**PROBLEM TO SOLVE:** Which lines of the data below include the string "with"? Return each of them.

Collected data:

※

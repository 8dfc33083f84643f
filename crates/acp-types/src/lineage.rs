//! Lineage root computation.
//!
//! A capsule's lineage is the ordered chain of ancestor content hashes.
//! The registry stores only its root, so anyone holding the chain can
//! recompute the root and compare it with the anchored record.
//!
//! Leaves and interior nodes are domain-separated so a leaf can never be
//! confused with an interior node. An odd trailing node is paired with
//! itself.

use sha2::{Digest, Sha256};

use crate::{Hash32, MerkleRoot};

const LEAF_TAG: &[u8] = b"acp:lineage:leaf:v1:";
const NODE_TAG: &[u8] = b"acp:lineage:node:v1:";

/// Compute the lineage root over an ordered ancestor chain.
///
/// An empty chain yields [`Hash32::ZERO`], the "no lineage yet" value.
#[must_use]
pub fn lineage_root(chain: &[Hash32]) -> MerkleRoot {
    if chain.is_empty() {
        return Hash32::ZERO;
    }

    let mut level: Vec<Hash32> = chain.iter().map(hash_leaf).collect();
    while level.len() > 1 {
        level = level
            .chunks(2)
            .map(|pair| {
                let left = &pair[0];
                hash_node(left, pair.get(1).unwrap_or(left))
            })
            .collect();
    }
    level[0]
}

fn hash_leaf(leaf: &Hash32) -> Hash32 {
    let mut hasher = Sha256::new();
    hasher.update(LEAF_TAG);
    hasher.update(leaf.as_bytes());
    finish(hasher)
}

fn hash_node(left: &Hash32, right: &Hash32) -> Hash32 {
    let mut hasher = Sha256::new();
    hasher.update(NODE_TAG);
    hasher.update(left.as_bytes());
    hasher.update(right.as_bytes());
    finish(hasher)
}

fn finish(hasher: Sha256) -> Hash32 {
    let mut out = [0u8; 32];
    out.copy_from_slice(&hasher.finalize());
    Hash32(out)
}

#[cfg(test)]
mod tests {
    use super::*;

    fn chain(n: usize) -> Vec<Hash32> {
        (0..n).map(|i| Hash32::of_str(&format!("v{i}"))).collect()
    }

    #[test]
    fn empty_chain_is_zero() {
        assert!(lineage_root(&[]).is_zero());
    }

    #[test]
    fn single_leaf_is_tagged() {
        let leaf = Hash32::of_str("v0");
        let root = lineage_root(&[leaf]);
        assert_ne!(root, leaf, "leaf must be domain-separated");
        assert!(!root.is_zero());
    }

    #[test]
    fn deterministic() {
        assert_eq!(lineage_root(&chain(5)), lineage_root(&chain(5)));
    }

    #[test]
    fn order_matters() {
        let mut reversed = chain(4);
        reversed.reverse();
        assert_ne!(lineage_root(&chain(4)), lineage_root(&reversed));
    }

    #[test]
    fn extending_chain_changes_root() {
        assert_ne!(lineage_root(&chain(3)), lineage_root(&chain(4)));
    }
}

※

**SOLUTION:**
//! recompute the root and compare it with the anchored record.
//! confused with an interior node. An odd trailing node is paired with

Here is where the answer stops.